Funeral
Cartel Central
Violência cotidiana e luto coletivo em "Funeral" do Cartel Central
Em "Funeral", do Cartel Central, a letra retrata a morte violenta como parte do cotidiano nas periferias, especialmente entre jovens negros. A frase “Mais um preto que acabaram de matar” evidencia como essas perdas se tornam comuns, refletindo uma naturalização brutal do luto e da violência. O tom direto e realista da música expõe a rotina marcada pelo medo, resignação e sofrimento coletivo, enquanto denuncia a violência policial, como em “quem matou usava farda”, e a falta de justiça, já que “ninguém quer testemunhar”.
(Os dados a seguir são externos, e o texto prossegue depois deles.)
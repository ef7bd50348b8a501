//! Caching for query analysis results.
//!
//! Features are cached by the SHA-256 of the trimmed query text with a TTL,
//! so repeated queries skip embedding and classification entirely.

use std::collections::HashMap;
use std::sync::RwLock;
use std::time::{Duration, Instant};

use sha2::{Digest, Sha256};

use crate::models::QueryFeatures;

/// Hex-encoded SHA-256 of cached content.
#[derive(Debug, Clone, PartialEq, Eq, Hash)]
pub struct ContentHash(String);

impl ContentHash {
    /// Hash the trimmed text.
    pub fn from_text(text: &str) -> Self {
        let digest = Sha256::digest(text.trim().as_bytes());
        Self(hex::encode(digest))
    }

    /// Hex string representation.
    pub fn as_str(&self) -> &str {
        &self.0
    }
}

#[derive(Debug, Clone)]
struct CacheEntry {
    features: QueryFeatures,
    created_at: Instant,
    last_accessed: Instant,
}

/// Cache statistics for monitoring.
#[derive(Debug, Clone, Default)]
pub struct CacheStats {
    /// Total cache hits.
    pub hits: u64,
    /// Total cache misses.
    pub misses: u64,
    /// Entries inserted.
    pub entries_added: u64,
    /// Entries evicted (expired or LRU).
    pub entries_evicted: u64,
}

impl CacheStats {
    /// Hit rate in [0, 1]; 0.0 when the cache was never queried.
    pub fn hit_rate(&self) -> f64 {
        let total = self.hits + self.misses;
        if total == 0 {
            0.0
        } else {
            self.hits as f64 / total as f64
        }
    }
}

/// TTL + LRU cache from query text to extracted features.
///
/// Thread-safe via interior `RwLock`s; reads only take the write lock when
/// they find an expired entry.
pub struct AnalysisCache {
    entries: RwLock<HashMap<ContentHash, CacheEntry>>,
    max_entries: usize,
    ttl: Duration,
    stats: RwLock<CacheStats>,
}

impl AnalysisCache {
    /// Create a cache holding up to `max_entries` with the given TTL.
    pub fn new(max_entries: usize, ttl: Duration) -> Self {
        Self {
            entries: RwLock::new(HashMap::new()),
            max_entries,
            ttl,
            stats: RwLock::new(CacheStats::default()),
        }
    }

    /// Look up features for the given text.
    pub fn get(&self, text: &str) -> Option<QueryFeatures> {
        enum Lookup {
            Hit(QueryFeatures),
            Expired,
            Miss,
        }

        let hash = ContentHash::from_text(text);
        let now = Instant::now();

        let lookup = {
            let entries = self.entries.read().expect("cache lock poisoned");
            match entries.get(&hash) {
                Some(entry) if now.duration_since(entry.created_at) <= self.ttl => {
                    Lookup::Hit(entry.features.clone())
                }
                Some(_) => Lookup::Expired,
                None => Lookup::Miss,
            }
        };

        match lookup {
            Lookup::Hit(features) => {
                self.stats.write().expect("stats lock poisoned").hits += 1;
                let mut entries = self.entries.write().expect("cache lock poisoned");
                if let Some(entry) = entries.get_mut(&hash) {
                    entry.last_accessed = now;
                }
                Some(features)
            }
            Lookup::Expired => {
                self.entries
                    .write()
                    .expect("cache lock poisoned")
                    .remove(&hash);
                let mut stats = self.stats.write().expect("stats lock poisoned");
                stats.entries_evicted += 1;
                stats.misses += 1;
                None
            }
            Lookup::Miss => {
                self.stats.write().expect("stats lock poisoned").misses += 1;
                None
            }
        }
    }

    /// Insert features for the given text, evicting the least recently used
    /// entry when full.
    pub fn insert(&self, text: &str, features: QueryFeatures) {
        let hash = ContentHash::from_text(text);
        let now = Instant::now();
        let mut entries = self.entries.write().expect("cache lock poisoned");

        if entries.len() >= self.max_entries && !entries.contains_key(&hash) {
            if let Some(oldest) = entries
                .iter()
                .min_by_key(|(_, e)| e.last_accessed)
                .map(|(k, _)| k.clone())
            {
                entries.remove(&oldest);
                self.stats
                    .write()
                    .expect("stats lock poisoned")
                    .entries_evicted += 1;
            }
        }

        entries.insert(
            hash,
            CacheEntry {
                features,
                created_at: now,
                last_accessed: now,
            },
        );
        self.stats
            .write()
            .expect("stats lock poisoned")
            .entries_added += 1;
    }

    /// Current number of entries.
    pub fn len(&self) -> usize {
        self.entries.read().expect("cache lock poisoned").len()
    }

    /// True when the cache is empty.
    pub fn is_empty(&self) -> bool {
        self.len() == 0
    }

    /// Snapshot of cache statistics.
    pub fn stats(&self) -> CacheStats {
        self.stats.read().expect("stats lock poisoned").clone()
    }
}

#[cfg(test)]
mod tests {
    use super::*;

    fn sample_features() -> QueryFeatures {
        QueryFeatures {
            embedding: vec![0.5; 4],
            token_count: 10,
            complexity_score: 0.3,
            domain: "general".to_string(),
            domain_confidence: 0.7,
        }
    }

    #[test]
    fn test_hit_after_insert() {
        let cache = AnalysisCache::new(10, Duration::from_secs(60));
        assert!(cache.get("What is 2+2?").is_none());

        cache.insert("What is 2+2?", sample_features());
        let hit = cache.get("What is 2+2?").expect("should hit");
        assert_eq!(hit.token_count, 10);

        let stats = cache.stats();
        assert_eq!(stats.hits, 1);
        assert_eq!(stats.misses, 1);
        assert!((stats.hit_rate() - 0.5).abs() < 1e-9);
    }

    #[test]
    fn test_keyed_by_trimmed_text() {
        let cache = AnalysisCache::new(10, Duration::from_secs(60));
        cache.insert("  hello  ", sample_features());
        assert!(cache.get("hello").is_some());
    }

    #[test]
    fn test_ttl_expiry() {
        let cache = AnalysisCache::new(10, Duration::from_millis(0));
        cache.insert("hello", sample_features());
        std::thread::sleep(Duration::from_millis(5));
        assert!(cache.get("hello").is_none());
        assert_eq!(cache.stats().entries_evicted, 1);
    }

    #[test]
    fn test_lru_eviction_at_capacity() {
        let cache = AnalysisCache::new(2, Duration::from_secs(60));
        cache.insert("a", sample_features());
        std::thread::sleep(Duration::from_millis(2));
        cache.insert("b", sample_features());
        std::thread::sleep(Duration::from_millis(2));
        // Touch "a" so "b" becomes the LRU victim.
        cache.get("a");
        std::thread::sleep(Duration::from_millis(2));
        cache.insert("c", sample_features());

        assert_eq!(cache.len(), 2);
        assert!(cache.get("a").is_some());
        assert!(cache.get("b").is_none());
        assert!(cache.get("c").is_some());
    }

    #[test]
    fn test_content_hash_stable() {
        assert_eq!(
            ContentHash::from_text("hello").as_str(),
            ContentHash::from_text("  hello  ").as_str()
        );
        assert_eq!(ContentHash::from_text("x").as_str().len(), 64);
    }
}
Imagens como “corpo ensanguentado”, “velar um corpo na rua já é um fato normal” e “uma cruz, carregada por lágrimas, que tinha Jesus” reforçam o peso do abandono social e da dor compartilhada. A música também aborda a desigualdade e a falta de oportunidades, mostrando como a criminalidade e o uso de drogas surgem como respostas desesperadas à exclusão: “um prato vazio vira poesia de viver, a morte e a vida”. O ciclo de violência é apresentado como inevitável, com a polícia sendo vista tanto como ameaça quanto como parte do problema: “a pontaria é nota 10 pá pá / De PT foi difícil errar”. O refrão, ao pedir que Deus leve “mais um que sai das trevas”, expressa tanto o desejo de paz para os mortos quanto uma crítica amarga à realidade que empurra tantos para esse destino, misturando luto, indignação e busca por consolo na religião ou na memória dos que se foram.
O significado desta letra foi gerado automaticamente.